» **Description of the task**
Please copy every line from the following entries in which the word "deterministic" appears.

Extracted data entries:
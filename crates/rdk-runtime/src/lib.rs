//! rdk-runtime
//!
//! Drives the desk:
//! - `engine`: synchronous composition of fields, orders and derivations
//! - `runtime`: the single event loop that owns the engine, runs debounce
//!   timers and oracle calls, and publishes notifications
//!
//! Render boundaries (daemon, CLI) talk to a [`DeskHandle`] only.

mod error;
mod notify;
mod views;

pub mod engine;
pub mod runtime;

use std::sync::Arc;

use rdk_config::{DeskConfig, OracleKind, OracleSection};
use rdk_field::{FixedOracle, RandomOracle, ValidationOracle};
use tokio::task::JoinHandle;

pub use engine::{CommandReply, DeskCommand, DeskEffect, DeskEngine, DeskStep};
pub use error::{DeskError, DeskErrorKind};
pub use notify::DeskNotification;
pub use runtime::{spawn_desk, DeskHandle, RuntimeSettings};
pub use views::{DeskSnapshot, FieldView, OrderView};

impl RuntimeSettings {
    pub fn from_config(cfg: &DeskConfig) -> Self {
        Self {
            debounce: cfg.debounce(),
            notification_capacity: cfg.desk.notification_capacity,
        }
    }
}

/// Build the oracle named by the `oracle` config section.
pub fn oracle_from_config(section: &OracleSection) -> Arc<dyn ValidationOracle> {
    match section.kind {
        OracleKind::Approve => Arc::new(FixedOracle::new(true, section.latency())),
        OracleKind::Reject => Arc::new(FixedOracle::new(false, section.latency())),
        OracleKind::Random => Arc::new(RandomOracle::new(
            section.approve_probability,
            section.max_latency(),
        )),
    }
}

/// Seed an engine from `cfg` and start it with `oracle`.
pub fn spawn_desk_from_config(
    cfg: &DeskConfig,
    oracle: Arc<dyn ValidationOracle>,
) -> Result<(DeskHandle, JoinHandle<()>), DeskError> {
    let engine = DeskEngine::from_config(cfg)?;
    Ok(spawn_desk(engine, oracle, RuntimeSettings::from_config(cfg)))
}
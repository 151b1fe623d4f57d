//! Command handler modules for rdk-cli.
//!
//! Shared utilities used by multiple command paths live here.
//! Command-specific logic lives in the submodules.

pub mod session;

use anyhow::{Context, Result};
use rdk_config::{DeskConfig, OracleKind};
use rdk_runtime::DeskHandle;

// ---------------------------------------------------------------------------
// Shared helpers
// ---------------------------------------------------------------------------

/// `--oracle` values.
#[derive(Debug, Clone, Copy, PartialEq, Eq, clap::ValueEnum)]
pub enum OracleArg {
    Approve,
    Reject,
    Random,
}

impl From<OracleArg> for OracleKind {
    fn from(arg: OracleArg) -> Self {
        match arg {
            OracleArg::Approve => OracleKind::Approve,
            OracleArg::Reject => OracleKind::Reject,
            OracleArg::Random => OracleKind::Random,
        }
    }
}

/// Start a desk from `cfg`, optionally overriding the oracle kind.
///
/// The runtime task is detached; it ends when the returned handle is dropped.
pub fn start_desk(cfg: &DeskConfig, oracle: Option<OracleArg>) -> Result<DeskHandle> {
    let mut section = cfg.oracle;
    if let Some(arg) = oracle {
        section.kind = arg.into();
    }
    let oracle = rdk_runtime::oracle_from_config(&section);
    let (desk, _task) =
        rdk_runtime::spawn_desk_from_config(cfg, oracle).context("desk runtime failed to start")?;
    Ok(desk)
}
//! Shared runtime state for rdk-daemon.
//!
//! Handlers receive `State<Arc<AppState>>` from Axum. The desk itself runs in
//! its own task behind a [`DeskHandle`]; this module only wires its
//! notifications onto the SSE bus.

use std::time::Duration;

use rdk_runtime::{DeskHandle, DeskNotification};
use serde::{Deserialize, Serialize};
use tokio::sync::broadcast;
use tracing::{info, warn};

// ---------------------------------------------------------------------------
// BusMsg: SSE event bus payload
// ---------------------------------------------------------------------------

/// Messages broadcast over the internal event bus and surfaced as SSE events.
#[derive(Clone, Debug, Serialize, Deserialize)]
#[serde(tag = "type", rename_all = "snake_case")]
pub enum BusMsg {
    Heartbeat { ts_millis: i64 },
    Desk { event: DeskNotification },
}

impl BusMsg {
    /// SSE event name.
    pub fn event_name(&self) -> &'static str {
        match self {
            BusMsg::Heartbeat { .. } => "heartbeat",
            BusMsg::Desk { event } => event.kind(),
        }
    }
}

// ---------------------------------------------------------------------------
// BuildInfo
// ---------------------------------------------------------------------------

/// Static build metadata included in health responses.
#[derive(Clone, Debug, Serialize, Deserialize)]
pub struct BuildInfo {
    pub service: &'static str,
    pub version: &'static str,
}

// ---------------------------------------------------------------------------
// AppState
// ---------------------------------------------------------------------------

/// Cloneable handle shared across all Axum handlers.
#[derive(Clone)]
pub struct AppState {
    /// Broadcast bus for SSE.
    pub bus: broadcast::Sender<BusMsg>,
    /// Static build metadata.
    pub build: BuildInfo,
    /// Client of the running desk.
    pub desk: DeskHandle,
    /// Hash of the effective desk configuration.
    pub config_hash: String,
}

impl AppState {
    pub fn new(desk: DeskHandle, config_hash: impl Into<String>) -> Self {
        let (bus, _rx) = broadcast::channel::<BusMsg>(1024);
        Self {
            bus,
            build: BuildInfo {
                service: "rdk-daemon",
                version: env!("CARGO_PKG_VERSION"),
            },
            desk,
            config_hash: config_hash.into(),
        }
    }
}

// ---------------------------------------------------------------------------
// Helpers
// ---------------------------------------------------------------------------

/// Spawn a background task that emits a heartbeat SSE every `interval`.
pub fn spawn_heartbeat(bus: broadcast::Sender<BusMsg>, interval: Duration) {
    tokio::spawn(async move {
        let mut ticker = tokio::time::interval(interval);
        loop {
            ticker.tick().await;
            let ts = chrono::Utc::now().timestamp_millis();
            let _ = bus.send(BusMsg::Heartbeat { ts_millis: ts });
        }
    });
}

/// Spawn a background task that republishes desk notifications on `bus`.
///
/// Ends when the desk stops. A lagging receiver skips the missed
/// notifications; clients re-sync from `GET /v1/snapshot`.
pub fn spawn_desk_forwarder(desk: &DeskHandle, bus: broadcast::Sender<BusMsg>) {
    let mut rx = desk.subscribe();
    tokio::spawn(async move {
        loop {
            match rx.recv().await {
                Ok(event) => {
                    let _ = bus.send(BusMsg::Desk { event });
                }
                Err(broadcast::error::RecvError::Lagged(skipped)) => {
                    warn!(skipped, "desk notifications dropped for SSE bus");
                }
                Err(broadcast::error::RecvError::Closed) => {
                    info!("desk notification stream closed");
                    break;
                }
            }
        }
    });
}

#[cfg(test)]
mod tests {
    use std::sync::Arc;

    use super::*;
    use rdk_field::FixedOracle;

    #[tokio::test]
    async fn forwarder_republishes_desk_notifications() {
        let loaded = rdk_config::load_desk_config_from_strings(&["orders: []"]).unwrap();
        let (desk, _task) =
            rdk_runtime::spawn_desk_from_config(&loaded.desk, Arc::new(FixedOracle::approve_all()))
                .unwrap();
        let st = AppState::new(desk, loaded.config_hash);
        let mut rx = st.bus.subscribe();
        spawn_desk_forwarder(&st.desk, st.bus.clone());

        st.desk.add_order(None).await.unwrap();

        let first = rx.recv().await.unwrap();
        assert_eq!(first.event_name(), "order_added");
        let json = serde_json::to_value(&first).unwrap();
        assert_eq!(json["type"], "desk");
        assert_eq!(json["event"]["type"], "order_added");
        assert_eq!(rx.recv().await.unwrap().event_name(), "total_changed");
    }

    #[test]
    fn heartbeat_event_name() {
        assert_eq!(BusMsg::Heartbeat { ts_millis: 1 }.event_name(), "heartbeat");
    }
}
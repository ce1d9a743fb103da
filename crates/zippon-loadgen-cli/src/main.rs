//! zippon-loadgen CLI
//!
//! - `generate`: print synthetic `ADD User (...)` commands, no process involved
//! - `load`: spawn ZipponDB repeatedly and push generated commands through it
//!
//! ```bash
//! cargo run -p zippon-loadgen-cli --release -- load --bin zig-out/bin/zippon --sessions 10 --records 1 --print-responses
//! ```

use anyhow::{anyhow, Context, Result};
use clap::{Parser, Subcommand};
use colored::Colorize;
use std::fs;
use std::io::{self, Write};
use std::path::PathBuf;
use tracing_subscriber::EnvFilter;

use zippon_loadgen::{
    run_load, LoadObserver, LoadPlan, LoadReport, RecordGenerator, Response, SessionReport,
};

#[derive(Parser)]
#[command(name = "zippon-loadgen")]
#[command(author, version, about = "Synthetic load generator for ZipponDB")]
struct Cli {
    /// Raise log verbosity (`-v` debug, `-vv` trace). `RUST_LOG` takes precedence.
    #[arg(short, long, action = clap::ArgAction::Count, global = true)]
    verbose: u8,

    #[command(subcommand)]
    command: Commands,
}

#[derive(Subcommand)]
enum Commands {
    /// Print generated commands to stdout, one per line.
    Generate {
        /// Number of commands to print.
        #[arg(long, default_value_t = 10)]
        count: usize,

        /// RNG seed (deterministic).
        #[arg(long)]
        seed: Option<u64>,

        /// Wrap each command as a `run "..."` request line.
        #[arg(long)]
        framed: bool,
    },

    /// Drive the collaborator: spawn, send records, quit, repeat.
    Load(LoadArgs),
}

#[derive(clap::Args)]
struct LoadArgs {
    /// JSON `LoadPlan`; flags below override its fields.
    #[arg(long)]
    plan: Option<PathBuf>,

    /// Collaborator executable (default: `$ZIPPON_BIN`, else `zig-out/bin/zippon`).
    #[arg(long = "bin")]
    program: Option<PathBuf>,

    /// Extra argument passed to the collaborator (repeatable).
    #[arg(long = "arg")]
    args: Vec<String>,

    /// Number of process lifetimes.
    #[arg(long)]
    sessions: Option<usize>,

    /// Records sent per process lifetime.
    #[arg(long)]
    records: Option<usize>,

    /// RNG seed (deterministic).
    #[arg(long)]
    seed: Option<u64>,

    /// Fail a request when no response frame arrives within this many milliseconds.
    #[arg(long)]
    timeout_ms: Option<u64>,

    /// Milliseconds to let the collaborator exit on `quit` before killing it.
    #[arg(long)]
    grace_ms: Option<u64>,

    /// Do not send `quit` before terminating each process.
    #[arg(long)]
    no_quit: bool,

    /// Print every response.
    #[arg(long)]
    print_responses: bool,

    /// Write the JSON report here instead of only printing a summary.
    #[arg(long)]
    out_json: Option<PathBuf>,
}

fn main() -> Result<()> {
    let cli = Cli::parse();
    init_tracing(cli.verbose);

    match cli.command {
        Commands::Generate {
            count,
            seed,
            framed,
        } => cmd_generate(count, seed, framed),
        Commands::Load(args) => cmd_load(args),
    }
}

fn init_tracing(verbose: u8) {
    let default = match verbose {
        0 => "warn",
        1 => "debug",
        _ => "trace",
    };
    let filter = EnvFilter::try_from_default_env().unwrap_or_else(|_| EnvFilter::new(default));
    tracing_subscriber::fmt()
        .with_env_filter(filter)
        .with_writer(io::stderr)
        .init();
}

fn cmd_generate(count: usize, seed: Option<u64>, framed: bool) -> Result<()> {
    let generator = match seed {
        Some(seed) => RecordGenerator::seeded(seed),
        None => RecordGenerator::from_entropy(),
    };
    let stdout = io::stdout();
    let mut out = stdout.lock();
    for command in generator.take(count) {
        if framed {
            writeln!(out, "run \"{command}\"")?;
        } else {
            writeln!(out, "{command}")?;
        }
    }
    out.flush()?;
    Ok(())
}

fn build_plan(args: &LoadArgs) -> Result<LoadPlan> {
    let mut plan = match &args.plan {
        Some(path) => {
            let text = fs::read_to_string(path)
                .with_context(|| format!("failed to read plan {}", path.display()))?;
            serde_json::from_str::<LoadPlan>(&text)
                .with_context(|| format!("invalid plan {}", path.display()))?
        }
        None => LoadPlan::default(),
    };

    if let Some(program) = &args.program {
        plan.channel.program = program.clone();
    }
    if !args.args.is_empty() {
        plan.channel.args = args.args.clone();
    }
    if let Some(sessions) = args.sessions {
        plan.sessions = sessions;
    }
    if let Some(records) = args.records {
        plan.records_per_session = records;
    }
    if args.seed.is_some() {
        plan.seed = args.seed;
    }
    if let Some(ms) = args.timeout_ms {
        if ms == 0 {
            return Err(anyhow!("--timeout-ms must be > 0"));
        }
        plan.channel.response_timeout_ms = Some(ms);
    }
    if let Some(ms) = args.grace_ms {
        plan.channel.shutdown_grace_ms = ms;
    }
    if args.no_quit {
        plan.channel.send_quit = false;
    }
    Ok(plan)
}

struct Progress {
    sessions: usize,
    print_responses: bool,
}

impl LoadObserver for Progress {
    fn on_response(&mut self, session: usize, request: usize, response: &Response) {
        if !self.print_responses {
            return;
        }
        let marker = if response.complete {
            "".normal()
        } else {
            " (truncated)".yellow()
        };
        println!("[{session}:{request}]{marker} {}", response.text);
    }

    fn on_session_end(&mut self, report: &SessionReport) {
        let exit = match report.exit_code {
            Some(code) => code.to_string(),
            None => "signal".to_string(),
        };
        let line = format!(
            "session {}/{}: {} requests in {}ms (pid={}, exit={exit})",
            report.index + 1,
            self.sessions,
            report.requests,
            report.elapsed_ms,
            report.pid,
        );
        if report.truncated > 0 {
            eprintln!("{} {} truncated", line.yellow(), report.truncated);
        } else {
            eprintln!("{}", line.dimmed());
        }
    }
}

fn cmd_load(args: LoadArgs) -> Result<()> {
    let plan = build_plan(&args)?;
    tracing::info!(
        program = %plan.channel.program.display(),
        sessions = plan.sessions,
        records_per_session = plan.records_per_session,
        "starting load"
    );

    let mut progress = Progress {
        sessions: plan.sessions,
        print_responses: args.print_responses,
    };
    let report = run_load(&plan, &mut progress)
        .with_context(|| format!("load against {} failed", plan.channel.program.display()))?;

    print_summary(&report);
    if let Some(path) = &args.out_json {
        let json = serde_json::to_string_pretty(&report)?;
        fs::write(path, json)
            .with_context(|| format!("failed to write report {}", path.display()))?;
        println!("wrote {}", path.display());
    }
    Ok(())
}

fn print_summary(report: &LoadReport) {
    println!("{}", "load complete".green().bold());
    println!("  program={}", report.program);
    println!(
        "  sessions={} requests={} ({:.1} req/s)",
        report.sessions.len(),
        report.total_requests,
        throughput(report.total_requests, report.elapsed_ms)
    );
    println!("  response_bytes={}", report.total_response_bytes);
    if report.truncated_responses > 0 {
        println!(
            "  {}",
            format!("truncated_responses={}", report.truncated_responses).yellow()
        );
    }
    println!("  elapsed={}ms", report.elapsed_ms);
}

fn throughput(requests: usize, elapsed_ms: u64) -> f64 {
    if elapsed_ms == 0 {
        return requests as f64 * 1000.0;
    }
    requests as f64 * 1000.0 / elapsed_ms as f64
}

» **Answer below**
        /// RNG seed (deterministic).
    /// RNG seed (deterministic).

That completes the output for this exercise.